### Exercise aim
Reproduce the following entries exactly, leaving nothing out.

(Stored data entries)
'''

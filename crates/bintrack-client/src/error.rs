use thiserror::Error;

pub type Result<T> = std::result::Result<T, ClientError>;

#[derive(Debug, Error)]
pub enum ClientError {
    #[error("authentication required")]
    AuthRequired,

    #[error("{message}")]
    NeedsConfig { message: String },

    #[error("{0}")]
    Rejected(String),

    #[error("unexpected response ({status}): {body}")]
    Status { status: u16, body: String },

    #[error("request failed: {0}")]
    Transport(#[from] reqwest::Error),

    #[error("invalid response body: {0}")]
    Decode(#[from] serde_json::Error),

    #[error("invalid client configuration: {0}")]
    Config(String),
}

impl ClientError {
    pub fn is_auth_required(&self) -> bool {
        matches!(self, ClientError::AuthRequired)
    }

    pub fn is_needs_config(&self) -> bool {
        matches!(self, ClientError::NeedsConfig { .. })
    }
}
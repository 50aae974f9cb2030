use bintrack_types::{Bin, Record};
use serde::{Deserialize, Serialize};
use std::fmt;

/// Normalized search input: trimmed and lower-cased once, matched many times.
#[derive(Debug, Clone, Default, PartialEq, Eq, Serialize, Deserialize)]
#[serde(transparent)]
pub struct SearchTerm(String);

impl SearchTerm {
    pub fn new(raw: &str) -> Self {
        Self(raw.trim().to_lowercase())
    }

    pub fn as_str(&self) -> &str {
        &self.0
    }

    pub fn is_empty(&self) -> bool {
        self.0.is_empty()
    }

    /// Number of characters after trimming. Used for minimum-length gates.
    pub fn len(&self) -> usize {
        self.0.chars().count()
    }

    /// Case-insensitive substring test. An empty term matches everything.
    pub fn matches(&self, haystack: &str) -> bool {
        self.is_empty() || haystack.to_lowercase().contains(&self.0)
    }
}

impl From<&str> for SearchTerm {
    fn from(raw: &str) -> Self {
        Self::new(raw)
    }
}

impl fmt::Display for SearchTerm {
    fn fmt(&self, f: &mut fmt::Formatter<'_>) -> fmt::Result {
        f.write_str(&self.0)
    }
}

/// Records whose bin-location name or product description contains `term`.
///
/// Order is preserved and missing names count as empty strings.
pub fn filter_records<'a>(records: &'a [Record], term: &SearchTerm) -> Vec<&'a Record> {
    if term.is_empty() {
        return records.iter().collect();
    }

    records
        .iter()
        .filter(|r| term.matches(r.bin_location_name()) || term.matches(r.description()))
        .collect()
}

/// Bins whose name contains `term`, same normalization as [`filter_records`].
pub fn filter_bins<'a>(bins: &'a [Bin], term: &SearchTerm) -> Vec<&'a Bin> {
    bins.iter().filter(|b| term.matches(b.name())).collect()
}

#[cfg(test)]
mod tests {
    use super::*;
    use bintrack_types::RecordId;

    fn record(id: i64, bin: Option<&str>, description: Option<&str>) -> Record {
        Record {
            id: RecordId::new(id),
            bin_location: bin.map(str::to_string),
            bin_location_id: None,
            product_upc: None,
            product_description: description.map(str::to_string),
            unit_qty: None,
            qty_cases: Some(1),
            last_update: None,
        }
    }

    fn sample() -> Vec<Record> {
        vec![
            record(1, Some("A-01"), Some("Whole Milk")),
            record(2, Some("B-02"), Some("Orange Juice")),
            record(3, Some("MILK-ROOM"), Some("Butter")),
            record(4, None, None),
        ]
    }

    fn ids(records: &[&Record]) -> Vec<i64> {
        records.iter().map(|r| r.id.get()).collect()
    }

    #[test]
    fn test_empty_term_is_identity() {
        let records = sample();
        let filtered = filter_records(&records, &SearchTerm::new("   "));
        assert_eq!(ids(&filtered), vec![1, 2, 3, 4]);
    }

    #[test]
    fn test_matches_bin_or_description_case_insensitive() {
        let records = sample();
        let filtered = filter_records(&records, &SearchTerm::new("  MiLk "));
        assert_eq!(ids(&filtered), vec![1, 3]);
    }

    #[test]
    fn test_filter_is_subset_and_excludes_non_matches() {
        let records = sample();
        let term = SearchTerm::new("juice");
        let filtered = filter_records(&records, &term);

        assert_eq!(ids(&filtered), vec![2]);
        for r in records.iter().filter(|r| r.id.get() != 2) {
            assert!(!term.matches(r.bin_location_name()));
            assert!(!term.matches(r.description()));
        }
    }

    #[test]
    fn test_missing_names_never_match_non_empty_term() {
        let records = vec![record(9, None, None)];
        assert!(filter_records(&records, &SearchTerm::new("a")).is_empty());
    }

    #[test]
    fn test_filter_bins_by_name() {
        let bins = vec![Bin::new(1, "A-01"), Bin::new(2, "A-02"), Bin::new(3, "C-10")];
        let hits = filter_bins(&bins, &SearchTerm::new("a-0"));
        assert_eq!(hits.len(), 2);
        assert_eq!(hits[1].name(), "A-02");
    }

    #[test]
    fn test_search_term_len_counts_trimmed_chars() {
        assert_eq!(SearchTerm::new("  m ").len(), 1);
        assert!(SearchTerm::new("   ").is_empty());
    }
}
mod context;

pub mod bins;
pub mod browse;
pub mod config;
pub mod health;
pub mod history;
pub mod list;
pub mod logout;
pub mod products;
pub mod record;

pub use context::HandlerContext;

'''

### Task output
filename crates/bintrack-client/src/error.rs
use thiserror::Error;

pub type Result<T> = std::result::Result<T, ClientError>;

#[derive(Debug, Error)]
pub enum ClientError {
    #[error("authentication required")]
    AuthRequired,

    #[error("{message}")]
    NeedsConfig { message: String },

    #[error("{0}")]
    Rejected(String),

    #[error("unexpected response ({status}): {body}")]
    Status { status: u16, body: String },

    #[error("request failed: {0}")]
    Transport(#[from] reqwest::Error),

    #[error("invalid response body: {0}")]
    Decode(#[from] serde_json::Error),

    #[error("invalid client configuration: {0}")]
    Config(String),
}

impl ClientError {
    pub fn is_auth_required(&self) -> bool {
        matches!(self, ClientError::AuthRequired)
    }

    pub fn is_needs_config(&self) -> bool {
        matches!(self, ClientError::NeedsConfig { .. })
    }
}
repository 50aae974f9cb2030
use bintrack_types::{Bin, Record};
use serde::{Deserialize, Serialize};
use std::fmt;

/// Normalized search input: trimmed and lower-cased once, matched many times.
#[derive(Debug, Clone, Default, PartialEq, Eq, Serialize, Deserialize)]
#[serde(transparent)]
pub struct SearchTerm(String);

impl SearchTerm {
    pub fn new(raw: &str) -> Self {
        Self(raw.trim().to_lowercase())
    }

    pub fn as_str(&self) -> &str {
        &self.0
    }

    pub fn is_empty(&self) -> bool {
        self.0.is_empty()
    }

    /// Number of characters after trimming. Used for minimum-length gates.
    pub fn len(&self) -> usize {
        self.0.chars().count()
    }

    /// Case-insensitive substring test. An empty term matches everything.
    pub fn matches(&self, haystack: &str) -> bool {
        self.is_empty() || haystack.to_lowercase().contains(&self.0)
    }
}

impl From<&str> for SearchTerm {
    fn from(raw: &str) -> Self {
        Self::new(raw)
    }
}

impl fmt::Display for SearchTerm {
    fn fmt(&self, f: &mut fmt::Formatter<'_>) -> fmt::Result {
        f.write_str(&self.0)
    }
}

/// Records whose bin-location name or product description contains `term`.
///
/// Order is preserved and missing names count as empty strings.
pub fn filter_records<'a>(records: &'a [Record], term: &SearchTerm) -> Vec<&'a Record> {
    if term.is_empty() {
        return records.iter().collect();
    }

    records
        .iter()
        .filter(|r| term.matches(r.bin_location_name()) || term.matches(r.description()))
        .collect()
}

/// Bins whose name contains `term`, same normalization as [`filter_records`].
pub fn filter_bins<'a>(bins: &'a [Bin], term: &SearchTerm) -> Vec<&'a Bin> {
    bins.iter().filter(|b| term.matches(b.name())).collect()
}

#[cfg(test)]
mod tests {
    use super::*;
    use bintrack_types::RecordId;

    fn record(id: i64, bin: Option<&str>, description: Option<&str>) -> Record {
        Record {
            id: RecordId::new(id),
            bin_location: bin.map(str::to_string),
            bin_location_id: None,
            product_upc: None,
            product_description: description.map(str::to_string),
            unit_qty: None,
            qty_cases: Some(1),
            last_update: None,
        }
    }

    fn sample() -> Vec<Record> {
        vec![
            record(1, Some("A-01"), Some("Whole Milk")),
            record(2, Some("B-02"), Some("Orange Juice")),
            record(3, Some("MILK-ROOM"), Some("Butter")),
            record(4, None, None),
        ]
    }

    fn ids(records: &[&Record]) -> Vec<i64> {
        records.iter().map(|r| r.id.get()).collect()
    }

    #[test]
    fn test_empty_term_is_identity() {
        let records = sample();
        let filtered = filter_records(&records, &SearchTerm::new("   "));
        assert_eq!(ids(&filtered), vec![1, 2, 3, 4]);
    }

    #[test]
    fn test_matches_bin_or_description_case_insensitive() {
        let records = sample();
        let filtered = filter_records(&records, &SearchTerm::new("  MiLk "));
        assert_eq!(ids(&filtered), vec![1, 3]);
    }

    #[test]
    fn test_filter_is_subset_and_excludes_non_matches() {
        let records = sample();
        let term = SearchTerm::new("juice");
        let filtered = filter_records(&records, &term);

        assert_eq!(ids(&filtered), vec![2]);
        for r in records.iter().filter(|r| r.id.get() != 2) {
            assert!(!term.matches(r.bin_location_name()));
            assert!(!term.matches(r.description()));
        }
    }

    #[test]
    fn test_missing_names_never_match_non_empty_term() {
        let records = vec![record(9, None, None)];
        assert!(filter_records(&records, &SearchTerm::new("a")).is_empty());
    }

    #[test]
    fn test_filter_bins_by_name() {
        let bins = vec![Bin::new(1, "A-01"), Bin::new(2, "A-02"), Bin::new(3, "C-10")];
        let hits = filter_bins(&bins, &SearchTerm::new("a-0"));
        assert_eq!(hits.len(), 2);
        assert_eq!(hits[1].name(), "A-02");
    }

    #[test]
    fn test_search_term_len_counts_trimmed_chars() {
        assert_eq!(SearchTerm::new("  m ").len(), 1);
        assert!(SearchTerm::new("   ").is_empty());
    }
}
mod context;

pub mod bins;
pub mod browse;
pub mod config;
pub mod health;
pub mod history;
pub mod list;
pub mod logout;
pub mod products;
pub mod record;

pub use context::HandlerContext;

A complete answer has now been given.